Aujourd’hui votre serviteur grâce à son influx s’accorde et ne se sert plus des yeux pour voir ; il ne tient plus compte de ce qui lui est transmis par les organes des sens, c’est l’influx seul qui le conduit dans son action. Se fondant sur les scissures du ciel, il décèle les grandes lignes de séparation, dirige son couteau dans les articulations ; en suivant les conformations il ne rencontre plus le moindre obstacle parmi les veines, les artères, les tendons et les nerfs, à plus forte raison parmi les gros os !


Un cuisinier habile remplace son couteau chaque année à force de trancher, un cuisinier ordinaire en change à chaque lunaison à force de fracturer. Le couteau de votre serviteur a aujourd’hui dix-neuf ans, il a dépecé quelques milliers de bœufs et sa lame est encore neuve, il semble qu’elle vienne d’être passée à l’affiloir. Comme les articulations d’un bœuf possèdent un interstice et que cette lame est l’absence d’épaisseur même, lorsqu’elle y pénètre, vaste est le lieu où elle voyage ; à l’évidence c’est le vide.
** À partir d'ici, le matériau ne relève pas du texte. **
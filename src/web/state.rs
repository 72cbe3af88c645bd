// src/web/state.rs
// Shared application state

use anyhow::{Context, Result};
use std::sync::Arc;

use crate::chat::ChatReportService;
use crate::config::EnvConfig;
use crate::http::create_shared_client;
use crate::llm::{GeminiClient, ImagenClient, OpenAiClient, Provider};
use crate::report::ArtifactStore;

/// Shared application state; immutable after startup
#[derive(Clone)]
pub struct AppState {
    pub service: Arc<ChatReportService>,
    pub config: Arc<EnvConfig>,
}

impl AppState {
    pub fn new(service: ChatReportService, config: EnvConfig) -> Self {
        Self {
            service: Arc::new(service),
            config: Arc::new(config),
        }
    }

    /// Build the provider clients described by `config`. All clients share
    /// one connection pool.
    pub fn from_config(config: EnvConfig) -> Result<Self> {
        let openai_key = config
            .api_keys
            .openai
            .clone()
            .with_context(|| format!("{} is not set", Provider::OpenAi.api_key_env_var()))?;
        let google_key = config
            .api_keys
            .google
            .clone()
            .with_context(|| format!("{} is not set", Provider::Imagen.api_key_env_var()))?;

        let client = create_shared_client(config.provider_timeout);

        let mut text =
            OpenAiClient::with_http_client(openai_key, config.models.text.clone(), client.clone());
        if let Some(base) = &config.openai_base_url {
            text = text.with_base_url(base.clone());
        }

        let mut image = ImagenClient::with_http_client(
            google_key.clone(),
            config.models.image.clone(),
            client.clone(),
        );
        let mut multimodal =
            GeminiClient::with_http_client(google_key, config.models.multimodal.clone(), client);
        if let Some(base) = &config.google_api_base {
            image = image.with_base_url(base.clone());
            multimodal = multimodal.with_base_url(base.clone());
        }

        let store = ArtifactStore::new(config.output_dir.clone(), config.artifact_base_url.clone());
        store
            .ensure_dir()
            .with_context(|| format!("creating output dir {}", config.output_dir.display()))?;

        let service = ChatReportService::new(
            Arc::new(text),
            Arc::new(image),
            Arc::new(multimodal),
            store,
        );
        Ok(Self::new(service, config))
    }
}

#[cfg(test)]
mod tests {
    use super::*;
    use crate::config::ApiKeys;

    #[test]
    fn test_from_config_requires_keys() {
        let err = AppState::from_config(EnvConfig::default()).err().unwrap();
        assert!(err.to_string().contains("OPENAI_API_KEY"));
    }

    #[test]
    fn test_from_config_creates_output_dir() {
        let temp = tempfile::tempdir().unwrap();
        let config = EnvConfig {
            api_keys: ApiKeys {
                openai: Some("sk-test".into()),
                google: Some("g-test".into()),
            },
            output_dir: temp.path().join("generated"),
            ..EnvConfig::default()
        };

        let state = AppState::from_config(config).unwrap();
        assert!(state.config.output_dir.is_dir());
    }
}
// src/llm/gemini/types.rs
// Gemini generateContent request/response types

use serde::{Deserialize, Serialize};

use crate::llm::provider::ResponseModality;

// ============================================================================
// Request
// ============================================================================

#[derive(Debug, Serialize)]
#[serde(rename_all = "camelCase")]
pub struct GenerateContentRequest<'a> {
    pub contents: Vec<RequestContent<'a>>,
    pub generation_config: GenerationConfig<'a>,
}

#[derive(Debug, Serialize)]
pub struct RequestContent<'a> {
    pub parts: Vec<RequestPart<'a>>,
}

#[derive(Debug, Serialize)]
pub struct RequestPart<'a> {
    pub text: &'a str,
}

#[derive(Debug, Serialize)]
#[serde(rename_all = "camelCase")]
pub struct GenerationConfig<'a> {
    pub response_modalities: &'a [ResponseModality],
}

// ============================================================================
// Response
// ============================================================================

#[derive(Debug, Clone, Default, PartialEq, Deserialize)]
#[serde(rename_all = "camelCase")]
pub struct GenerateContentResponse {
    #[serde(default)]
    pub candidates: Vec<Candidate>,
}

/// A candidate blocked by safety filters comes back without content
#[derive(Debug, Clone, Default, PartialEq, Deserialize)]
#[serde(rename_all = "camelCase")]
pub struct Candidate {
    #[serde(default)]
    pub content: Option<CandidateContent>,
    #[serde(default)]
    pub finish_reason: Option<String>,
}

#[derive(Debug, Clone, Default, PartialEq, Deserialize)]
pub struct CandidateContent {
    #[serde(default)]
    pub parts: Vec<ContentPart>,
}

/// A returned part is either inline binary data or text; any other shape
/// fails decoding instead of being read as an empty part.
#[derive(Debug, Clone, PartialEq, Deserialize)]
#[serde(untagged)]
pub enum ContentPart {
    InlineData {
        #[serde(rename = "inlineData")]
        inline_data: InlineData,
    },
    Text {
        text: String,
    },
}

#[derive(Debug, Clone, Default, PartialEq, Deserialize)]
#[serde(rename_all = "camelCase")]
pub struct InlineData {
    #[serde(default)]
    pub mime_type: Option<String>,
    #[serde(default)]
    pub data: String,
}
Voilà pourquoi après dix-neuf ans elle est comme neuve et qu’il semble qu’elle vienne d’être passée à l’affiloir.


Néanmoins, chaque fois qu’elle va ainsi vers l’ensemble constitué, le moi universel que je suis estime la difficulté, la crainte le tient en éveil ; le regard fixe, il avance avec une lenteur extrême. À peine le couteau a-t-il bougé que pfuitt ! il est déjà en train de dépecer, et le bœuf n’a pas eu le temps de se rendre compte qu’il allait être tué qu’il se retrouve en morceaux comme mottes de terre éparses sur le sol. Le couteau toujours à la main, je me redresse, tourne la tête vers les quatre orients ; heureux et savourant la plénitude, je le traite en ami avant de le serrer dans sa cache.


Le prince Wen Hui ajouta : Excellent ! Mon moi universel a entendu la parole de Ding le cuisinier, je vais pouvoir enfin nourrir ma vie.